[Saved data entries]
________________________

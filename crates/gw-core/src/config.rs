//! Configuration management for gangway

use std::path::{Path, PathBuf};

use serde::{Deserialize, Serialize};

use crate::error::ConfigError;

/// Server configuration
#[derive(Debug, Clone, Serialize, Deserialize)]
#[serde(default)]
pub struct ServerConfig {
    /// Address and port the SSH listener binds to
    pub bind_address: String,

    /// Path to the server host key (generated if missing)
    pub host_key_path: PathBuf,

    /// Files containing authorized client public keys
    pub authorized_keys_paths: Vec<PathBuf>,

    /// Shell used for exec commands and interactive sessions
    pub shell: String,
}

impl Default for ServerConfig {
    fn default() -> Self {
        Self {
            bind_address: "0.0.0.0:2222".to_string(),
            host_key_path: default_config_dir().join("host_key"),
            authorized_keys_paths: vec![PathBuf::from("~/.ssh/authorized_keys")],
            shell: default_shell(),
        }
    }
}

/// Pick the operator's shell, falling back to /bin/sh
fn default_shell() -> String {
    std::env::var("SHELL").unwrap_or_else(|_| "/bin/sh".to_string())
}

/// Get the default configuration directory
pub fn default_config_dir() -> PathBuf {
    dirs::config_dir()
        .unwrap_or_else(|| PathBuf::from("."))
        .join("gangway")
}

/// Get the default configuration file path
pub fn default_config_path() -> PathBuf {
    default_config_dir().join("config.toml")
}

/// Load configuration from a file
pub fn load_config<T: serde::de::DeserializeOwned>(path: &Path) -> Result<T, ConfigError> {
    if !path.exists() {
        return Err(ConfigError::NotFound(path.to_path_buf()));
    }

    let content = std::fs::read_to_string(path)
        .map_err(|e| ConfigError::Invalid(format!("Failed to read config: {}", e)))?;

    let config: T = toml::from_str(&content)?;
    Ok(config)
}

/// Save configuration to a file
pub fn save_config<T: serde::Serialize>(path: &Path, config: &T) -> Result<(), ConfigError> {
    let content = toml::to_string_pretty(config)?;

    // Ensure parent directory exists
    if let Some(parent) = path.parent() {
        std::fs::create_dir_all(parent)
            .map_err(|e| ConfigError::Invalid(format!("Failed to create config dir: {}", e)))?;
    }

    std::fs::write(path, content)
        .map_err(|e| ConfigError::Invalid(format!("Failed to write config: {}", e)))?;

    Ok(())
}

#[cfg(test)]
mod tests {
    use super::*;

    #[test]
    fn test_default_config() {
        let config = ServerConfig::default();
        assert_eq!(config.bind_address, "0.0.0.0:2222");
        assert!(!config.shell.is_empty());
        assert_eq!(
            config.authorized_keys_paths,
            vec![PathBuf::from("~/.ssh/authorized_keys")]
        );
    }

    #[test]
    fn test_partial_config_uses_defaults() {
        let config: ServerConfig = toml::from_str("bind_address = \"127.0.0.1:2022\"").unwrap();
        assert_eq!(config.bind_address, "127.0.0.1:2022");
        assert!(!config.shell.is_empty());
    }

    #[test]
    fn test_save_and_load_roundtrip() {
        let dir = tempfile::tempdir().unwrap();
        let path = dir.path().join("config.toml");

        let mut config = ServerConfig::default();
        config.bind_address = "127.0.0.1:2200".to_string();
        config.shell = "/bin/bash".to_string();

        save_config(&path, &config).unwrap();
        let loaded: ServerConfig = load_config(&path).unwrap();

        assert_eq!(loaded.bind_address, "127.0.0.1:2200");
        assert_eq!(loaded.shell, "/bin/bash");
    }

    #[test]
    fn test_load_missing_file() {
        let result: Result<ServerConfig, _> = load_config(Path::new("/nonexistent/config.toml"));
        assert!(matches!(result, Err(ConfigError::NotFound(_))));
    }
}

________________________

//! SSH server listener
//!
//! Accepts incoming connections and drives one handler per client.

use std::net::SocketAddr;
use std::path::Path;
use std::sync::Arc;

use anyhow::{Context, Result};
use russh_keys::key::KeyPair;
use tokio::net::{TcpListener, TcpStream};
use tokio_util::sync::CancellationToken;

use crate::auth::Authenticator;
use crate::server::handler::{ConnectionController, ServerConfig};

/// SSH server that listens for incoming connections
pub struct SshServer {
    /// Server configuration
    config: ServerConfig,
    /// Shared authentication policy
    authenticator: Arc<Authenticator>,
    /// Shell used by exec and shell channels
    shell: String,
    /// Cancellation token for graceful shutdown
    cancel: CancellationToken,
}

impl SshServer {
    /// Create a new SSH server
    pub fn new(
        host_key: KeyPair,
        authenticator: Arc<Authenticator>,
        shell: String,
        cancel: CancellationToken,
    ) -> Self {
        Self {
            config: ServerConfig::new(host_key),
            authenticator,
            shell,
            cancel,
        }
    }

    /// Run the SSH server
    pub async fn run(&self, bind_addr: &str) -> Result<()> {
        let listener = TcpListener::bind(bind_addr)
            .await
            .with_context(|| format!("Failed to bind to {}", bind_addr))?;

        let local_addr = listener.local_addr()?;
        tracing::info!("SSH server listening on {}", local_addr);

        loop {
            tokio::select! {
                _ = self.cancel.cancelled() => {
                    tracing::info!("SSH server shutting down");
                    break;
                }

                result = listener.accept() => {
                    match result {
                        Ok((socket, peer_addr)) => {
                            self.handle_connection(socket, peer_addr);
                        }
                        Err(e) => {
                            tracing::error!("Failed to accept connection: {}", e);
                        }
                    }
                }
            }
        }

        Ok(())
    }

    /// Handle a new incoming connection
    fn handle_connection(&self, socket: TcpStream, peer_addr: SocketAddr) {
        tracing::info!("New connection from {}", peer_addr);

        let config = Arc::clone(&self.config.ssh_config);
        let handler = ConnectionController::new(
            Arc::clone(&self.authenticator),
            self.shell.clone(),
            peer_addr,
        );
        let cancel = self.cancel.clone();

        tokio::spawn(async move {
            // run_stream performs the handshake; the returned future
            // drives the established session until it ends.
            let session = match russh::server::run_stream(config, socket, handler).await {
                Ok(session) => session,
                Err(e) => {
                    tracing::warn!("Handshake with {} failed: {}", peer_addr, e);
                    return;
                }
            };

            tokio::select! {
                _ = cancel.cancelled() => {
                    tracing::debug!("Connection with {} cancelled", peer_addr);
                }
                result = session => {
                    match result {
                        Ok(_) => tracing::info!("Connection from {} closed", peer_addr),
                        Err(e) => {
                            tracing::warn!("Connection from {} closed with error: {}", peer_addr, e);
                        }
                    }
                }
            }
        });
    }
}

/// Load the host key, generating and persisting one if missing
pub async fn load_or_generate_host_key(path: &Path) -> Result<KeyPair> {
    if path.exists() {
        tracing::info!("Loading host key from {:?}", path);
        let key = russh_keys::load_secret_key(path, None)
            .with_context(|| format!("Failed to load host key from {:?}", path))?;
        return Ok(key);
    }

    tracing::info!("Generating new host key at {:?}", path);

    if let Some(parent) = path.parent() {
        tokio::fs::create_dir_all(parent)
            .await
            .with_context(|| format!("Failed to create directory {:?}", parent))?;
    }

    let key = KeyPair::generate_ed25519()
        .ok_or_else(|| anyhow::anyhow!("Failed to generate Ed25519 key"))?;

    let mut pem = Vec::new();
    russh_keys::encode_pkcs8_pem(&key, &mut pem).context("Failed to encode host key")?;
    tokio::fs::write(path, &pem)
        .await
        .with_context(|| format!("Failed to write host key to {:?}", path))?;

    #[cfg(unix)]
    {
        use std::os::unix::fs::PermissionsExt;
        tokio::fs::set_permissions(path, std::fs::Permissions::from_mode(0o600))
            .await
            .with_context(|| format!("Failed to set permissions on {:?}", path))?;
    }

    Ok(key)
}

________________________

- Work task: Your answer should be the lines above, from the line containing "let local_addr = listener.local_addr()?;" up to and including the line containing "one if missing", reproduced exactly and with nothing else.

- Written response:
        let local_addr = listener.local_addr()?;
        tracing::info!("SSH server listening on {}", local_addr);

        loop {
            tokio::select! {
                _ = self.cancel.cancelled() => {
                    tracing::info!("SSH server shutting down");
                    break;
                }

                result = listener.accept() => {
                    match result {
                        Ok((socket, peer_addr)) => {
                            self.handle_connection(socket, peer_addr);
                        }
                        Err(e) => {
                            tracing::error!("Failed to accept connection: {}", e);
                        }
                    }
                }
            }
        }

        Ok(())
    }

    /// Handle a new incoming connection
    fn handle_connection(&self, socket: TcpStream, peer_addr: SocketAddr) {
        tracing::info!("New connection from {}", peer_addr);

        let config = Arc::clone(&self.config.ssh_config);
        let handler = ConnectionController::new(
            Arc::clone(&self.authenticator),
            self.shell.clone(),
            peer_addr,
        );
        let cancel = self.cancel.clone();

        tokio::spawn(async move {
            // run_stream performs the handshake; the returned future
            // drives the established session until it ends.
            let session = match russh::server::run_stream(config, socket, handler).await {
                Ok(session) => session,
                Err(e) => {
                    tracing::warn!("Handshake with {} failed: {}", peer_addr, e);
                    return;
                }
            };

            tokio::select! {
                _ = cancel.cancelled() => {
                    tracing::debug!("Connection with {} cancelled", peer_addr);
                }
                result = session => {
                    match result {
                        Ok(_) => tracing::info!("Connection from {} closed", peer_addr),
                        Err(e) => {
                            tracing::warn!("Connection from {} closed with error: {}", peer_addr, e);
                        }
                    }
                }
            }
        });
    }
}

/// Load the host key, generating and persisting one if missing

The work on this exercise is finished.